Comparison of the potential between transformer and CNN in image classification
Conference: ICMLCA 2021 - 2nd International Conference on Machine Learning and Computer Application
12/17/2021 - 12/19/2021 at Shenyang, China
Proceedings: ICMLCA 2021
Pages: 6Language: englishTyp: PDF
Personal VDE Members are entitled to a 10% discount on this title
Authors:
Lu, Kangrui (Fuqua School of Business, Duke University, Durham, NC, USA)

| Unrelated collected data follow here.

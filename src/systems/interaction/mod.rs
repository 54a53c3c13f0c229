//! Container interaction: keeps the detector's cache in step with the home
//! area and opens a [`GridPopup`] when the trigger button lands on a tracked
//! container.
use bevy::{prelude::*, window::PrimaryWindow};

use crate::{
    data::{
        config::DresserUiConfig,
        world::{
            AreaChanged, CurrentArea, DayStarted, Furniture, HeldItems, Item, Location,
            TileButtonPressed,
        },
    },
    systems::ui::grid_popup::{viewport_size, GridPopup, POPUP_Z},
};

pub mod detector;

pub use self::detector::{InteractionDetector, TrackedContainer, WorldObject};

#[derive(SystemSet, Debug, Hash, PartialEq, Eq, Clone)]
pub enum InteractionSystem {
    Refresh,
    Detect,
    SyncContents,
}

pub struct InteractionPlugin;

impl Plugin for InteractionPlugin {
    fn build(&self, app: &mut App) {
        let config = app
            .world()
            .get_resource::<DresserUiConfig>()
            .cloned()
            .unwrap_or_default();

        app.add_message::<AreaChanged>()
            .add_message::<DayStarted>()
            .add_message::<TileButtonPressed>()
            .init_resource::<CurrentArea>()
            .insert_resource(InteractionDetector::new(
                config.detector.home_area,
                &config.detector.keyword,
            ))
            .add_systems(
                Update,
                (
                    refresh_tracked_containers.in_set(InteractionSystem::Refresh),
                    detect_container_interaction
                        .in_set(InteractionSystem::Detect)
                        .after(InteractionSystem::Refresh),
                    sync_popup_contents
                        .in_set(InteractionSystem::SyncContents)
                        .after(InteractionSystem::Detect),
                ),
            );
    }
}

/// Container whose contents an open popup shows.
#[derive(Component, Debug, Clone, Copy, PartialEq, Eq)]
pub struct PopupSource(pub Entity);

fn refresh_tracked_containers(
    mut area_changed: MessageReader<AreaChanged>,
    mut day_started: MessageReader<DayStarted>,
    config: Res<DresserUiConfig>,
    mut current_area: ResMut<CurrentArea>,
    furniture: Query<(Entity, &Furniture, &Location)>,
    mut detector: ResMut<InteractionDetector>,
) {
    let mut areas: Vec<String> = Vec::new();
    for message in area_changed.read() {
        if current_area.0 != message.area {
            current_area.0 = message.area.clone();
        }
        areas.push(message.area.clone());
    }

    let detector_config = &config.detector;
    if config.is_changed()
        && !detector.is_configured_for(&detector_config.home_area, &detector_config.keyword)
    {
        info!(
            "tracking `{}` furniture in {}",
            detector_config.keyword, detector_config.home_area
        );
        *detector =
            InteractionDetector::new(detector_config.home_area.clone(), &detector_config.keyword);
        areas.push(current_area.0.clone());
    } else if day_started.read().count() > 0 {
        areas.push(current_area.0.clone());
    }
    day_started.clear();

    for area in areas {
        let objects = furniture
            .iter()
            .filter(|(_, _, location)| location.0 == area)
            .map(|(entity, furniture, _)| WorldObject {
                entity,
                identity: &furniture.item_id,
                tile: furniture.tile,
                footprint: furniture.footprint,
            });

        if detector.bypass_change_detection().refresh(&area, objects) {
            detector.set_changed();
        }
    }
}

fn detect_container_interaction(
    mut commands: Commands,
    mut presses: MessageReader<TileButtonPressed>,
    config: Res<DresserUiConfig>,
    detector: Res<InteractionDetector>,
    mut mouse: ResMut<ButtonInput<MouseButton>>,
    containers: Query<&HeldItems>,
    items: Query<&Item>,
    windows: Query<&Window, With<PrimaryWindow>>,
    open_popups: Query<(), With<GridPopup>>,
    current_area: Res<CurrentArea>,
) {
    let trigger = MouseButton::from(config.detector.trigger);
    // The cache is only meaningful inside the home area, and the popup is
    // modal: world clicks do nothing while one is open.
    if current_area.0 != detector.home_area() || !open_popups.is_empty() || detector.is_empty()
    {
        presses.clear();
        return;
    }

    for press in presses.read() {
        if press.button != trigger {
            continue;
        }
        let Some(hit) = detector.hit_test(press.tile) else {
            continue;
        };

        debug!(
            "container interaction detected on {:?} at tile {}",
            hit.container, press.tile
        );
        mouse.clear_just_pressed(trigger);

        let held = containers
            .get(hit.container)
            .map(|held| held.0.clone())
            .unwrap_or_default();
        for item in held.iter().filter_map(|&item| items.get(item).ok()) {
            debug!("{} x{} ({})", item.name, item.stack, item.category);
        }

        info!(
            "opening `{}` popup with {} item(s)",
            config.popup.title,
            held.len()
        );
        let popup = GridPopup::new(
            config.popup.title.clone(),
            held,
            config.popup.clone(),
            viewport_size(&windows, &config),
        );
        commands.spawn((
            popup,
            PopupSource(hit.container),
            Transform::from_xyz(0.0, 0.0, POPUP_Z),
        ));
        break;
    }
    presses.clear();
}

fn sync_popup_contents(
    containers: Query<Ref<HeldItems>>,
    mut popups: Query<(&mut GridPopup, &PopupSource)>,
) {
    for (mut popup, source) in popups.iter_mut() {
        let Ok(held) = containers.get(source.0) else {
            continue;
        };
        if held.is_changed() && popup.items() != held.0.as_slice() {
            popup.set_items(held.0.clone());
        }
    }
}

#[cfg(test)]
mod tests {
    use super::*;

    fn make_interaction_test_app() -> App {
        let mut app = App::new();
        app.add_plugins(MinimalPlugins);
        app.init_resource::<ButtonInput<MouseButton>>();
        app.insert_resource(DresserUiConfig::default());
        app.add_plugins(InteractionPlugin);
        app
    }

    fn spawn_item(app: &mut App, name: &str) -> Entity {
        app.world_mut()
            .spawn(Item {
                name: name.to_string(),
                stack: 1,
                category: String::from("Clothing"),
            })
            .id()
    }

    fn spawn_furniture(
        app: &mut App,
        item_id: &str,
        area: &str,
        tile: IVec2,
        footprint: UVec2,
        items: Vec<Entity>,
    ) -> Entity {
        app.world_mut()
            .spawn((
                Furniture::new(item_id, tile, footprint),
                Location(area.to_string()),
                HeldItems(items),
            ))
            .id()
    }

    fn enter_area(app: &mut App, area: &str) {
        app.world_mut().write_message(AreaChanged {
            area: area.to_string(),
        });
        app.update();
    }

    fn press(app: &mut App, button: MouseButton, tile: IVec2) {
        app.world_mut()
            .resource_mut::<ButtonInput<MouseButton>>()
            .press(button);
        app.world_mut()
            .write_message(TileButtonPressed { button, tile });
        app.update();
    }

    fn open_popups(app: &mut App) -> Vec<(Entity, GridPopup, PopupSource)> {
        let mut query = app
            .world_mut()
            .query::<(Entity, &GridPopup, &PopupSource)>();
        query
            .iter(app.world())
            .map(|(entity, popup, source)| (entity, popup.clone(), *source))
            .collect()
    }

    #[test]
    fn area_change_to_home_tracks_dressers_only() {
        let mut app = make_interaction_test_app();
        let dresser = spawn_furniture(
            &mut app,
            "Oak Dresser",
            "FarmHouse",
            IVec2::new(10, 5),
            UVec2::new(2, 1),
            Vec::new(),
        );
        spawn_furniture(
            &mut app,
            "Double Bed",
            "FarmHouse",
            IVec2::new(2, 2),
            UVec2::new(2, 3),
            Vec::new(),
        );
        spawn_furniture(
            &mut app,
            "Dresser",
            "Cellar",
            IVec2::new(0, 0),
            UVec2::new(2, 1),
            Vec::new(),
        );

        enter_area(&mut app, "FarmHouse");

        let detector = app.world().resource::<InteractionDetector>();
        let tracked: Vec<Entity> = detector.tracked().iter().map(|c| c.container).collect();
        assert_eq!(tracked, vec![dresser]);
    }

    #[test]
    fn leaving_home_keeps_previous_cache() {
        let mut app = make_interaction_test_app();
        spawn_furniture(
            &mut app,
            "dresser",
            "FarmHouse",
            IVec2::new(10, 5),
            UVec2::new(2, 1),
            Vec::new(),
        );
        enter_area(&mut app, "FarmHouse");
        let before = app.world().resource::<InteractionDetector>().clone();

        enter_area(&mut app, "Town");

        assert_eq!(*app.world().resource::<InteractionDetector>(), before);
    }

    #[test]
    fn day_start_refreshes_current_area() {
        let mut app = make_interaction_test_app();
        spawn_furniture(
            &mut app,
            "dresser",
            "FarmHouse",
            IVec2::new(1, 1),
            UVec2::new(1, 1),
            Vec::new(),
        );
        app.insert_resource(CurrentArea(String::from("FarmHouse")));

        app.world_mut().write_message(DayStarted);
        app.update();

        assert_eq!(app.world().resource::<InteractionDetector>().tracked().len(), 1);
    }

    #[test]
    fn area_change_updates_current_area() {
        let mut app = make_interaction_test_app();

        enter_area(&mut app, "Town");

        assert_eq!(app.world().resource::<CurrentArea>().0, "Town");
    }

    #[test]
    fn click_outside_home_area_is_ignored() {
        let mut app = make_interaction_test_app();
        spawn_furniture(
            &mut app,
            "dresser",
            "FarmHouse",
            IVec2::new(10, 5),
            UVec2::new(2, 1),
            Vec::new(),
        );
        enter_area(&mut app, "FarmHouse");
        enter_area(&mut app, "Town");

        press(&mut app, MouseButton::Right, IVec2::new(10, 5));

        assert!(open_popups(&mut app).is_empty());
        assert!(app
            .world()
            .resource::<ButtonInput<MouseButton>>()
            .just_pressed(MouseButton::Right));
    }

    #[test]
    fn detector_is_rebuilt_when_config_changes() {
        let mut app = make_interaction_test_app();
        spawn_furniture(
            &mut app,
            "dresser",
            "FarmHouse",
            IVec2::new(0, 0),
            UVec2::new(1, 1),
            Vec::new(),
        );
        let wardrobe = spawn_furniture(
            &mut app,
            "Pine Wardrobe",
            "FarmHouse",
            IVec2::new(4, 0),
            UVec2::new(1, 1),
            Vec::new(),
        );
        enter_area(&mut app, "FarmHouse");

        app.world_mut()
            .resource_mut::<DresserUiConfig>()
            .detector
            .keyword = String::from("Wardrobe");
        app.update();

        let detector = app.world().resource::<InteractionDetector>();
        assert_eq!(detector.keyword(), "wardrobe");
        let tracked: Vec<Entity> = detector.tracked().iter().map(|c| c.container).collect();
        assert_eq!(tracked, vec![wardrobe]);
    }

    #[test]
    fn unrelated_config_changes_keep_the_cache() {
        let mut app = make_interaction_test_app();
        spawn_furniture(
            &mut app,
            "dresser",
            "FarmHouse",
            IVec2::new(0, 0),
            UVec2::new(1, 1),
            Vec::new(),
        );
        enter_area(&mut app, "FarmHouse");
        let before = app.world().resource::<InteractionDetector>().clone();

        app.world_mut().resource_mut::<DresserUiConfig>().popup.title = String::from("Hats");
        app.update();

        assert_eq!(*app.world().resource::<InteractionDetector>(), before);
    }

    #[test]
    fn right_click_on_dresser_opens_popup_with_its_items() {
        let mut app = make_interaction_test_app();
        let shirt = spawn_item(&mut app, "Shirt");
        let hat = spawn_item(&mut app, "Hat");
        let dresser = spawn_furniture(
            &mut app,
            "dresser",
            "FarmHouse",
            IVec2::new(10, 5),
            UVec2::new(2, 1),
            vec![shirt, hat],
        );
        enter_area(&mut app, "FarmHouse");

        press(&mut app, MouseButton::Right, IVec2::new(11, 5));

        let popups = open_popups(&mut app);
        assert_eq!(popups.len(), 1);
        let (_, popup, source) = &popups[0];
        assert_eq!(popup.title(), "Outfits");
        assert_eq!(popup.items(), &[shirt, hat]);
        assert_eq!(*source, PopupSource(dresser));
        assert!(!app
            .world()
            .resource::<ButtonInput<MouseButton>>()
            .just_pressed(MouseButton::Right));
    }

    #[test]
    fn misses_and_other_buttons_do_not_open_popup() {
        let mut app = make_interaction_test_app();
        spawn_furniture(
            &mut app,
            "dresser",
            "FarmHouse",
            IVec2::new(10, 5),
            UVec2::new(2, 1),
            Vec::new(),
        );
        enter_area(&mut app, "FarmHouse");

        press(&mut app, MouseButton::Right, IVec2::new(12, 5));
        press(&mut app, MouseButton::Left, IVec2::new(10, 5));

        assert!(open_popups(&mut app).is_empty());
        assert!(app
            .world()
            .resource::<ButtonInput<MouseButton>>()
            .just_pressed(MouseButton::Right));
    }

    #[test]
    fn clicks_are_ignored_while_a_popup_is_open() {
        let mut app = make_interaction_test_app();
        spawn_furniture(
            &mut app,
            "dresser",
            "FarmHouse",
            IVec2::new(0, 0),
            UVec2::new(1, 1),
            Vec::new(),
        );
        spawn_furniture(
            &mut app,
            "dresser",
            "FarmHouse",
            IVec2::new(4, 0),
            UVec2::new(1, 1),
            Vec::new(),
        );
        enter_area(&mut app, "FarmHouse");

        press(&mut app, MouseButton::Right, IVec2::new(0, 0));
        press(&mut app, MouseButton::Right, IVec2::new(4, 0));

        assert_eq!(open_popups(&mut app).len(), 1);
    }

    #[test]
    fn popup_follows_container_contents() {
        let mut app = make_interaction_test_app();
        let shirt = spawn_item(&mut app, "Shirt");
        let dresser = spawn_furniture(
            &mut app,
            "dresser",
            "FarmHouse",
            IVec2::new(0, 0),
            UVec2::new(1, 1),
            vec![shirt],
        );
        enter_area(&mut app, "FarmHouse");
        press(&mut app, MouseButton::Right, IVec2::ZERO);

        let boots = spawn_item(&mut app, "Boots");
        app.world_mut()
            .get_mut::<HeldItems>(dresser)
            .expect("held items")
            .0
            .push(boots);
        app.update();

        let popups = open_popups(&mut app);
        assert_eq!(popups[0].1.items(), &[shirt, boots]);
    }
}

Xu, Yuanrun (College of Computer Science, Sichuan University, Chengdu, Sichuan, China)
Yang, Yige (Department of Computer Science, University of Surrey, Guildford, Surrey, UK)
Abstract:
Convolution Neural Network (CNN) based algorithms have been dominating image classification tasks. In the meantime, Transformer based methods have also started to gain popularity and usage in recent years. To get a clear view and understanding of the two types of methods for image classification tasks on a butterfly dataset of 10,000 data points, the study is designed to compare the efficiency of CNN’s Insception-ResNetV2 model and Vision Transformer (ViT). For each of the methods, we also compare internally by different sizes of the dataset. By examining the experiment results of both validation accuracy and training time, we conclude that the ViT model’s accuracy is much more sensitive to largescale datasets. Also, ViT training requires relatively higher expense and duration. Meanwhile, the ViT model displays a relatively stable loss throughout the training process, illustrating feasible industry-level applications and opportunities for further refinement.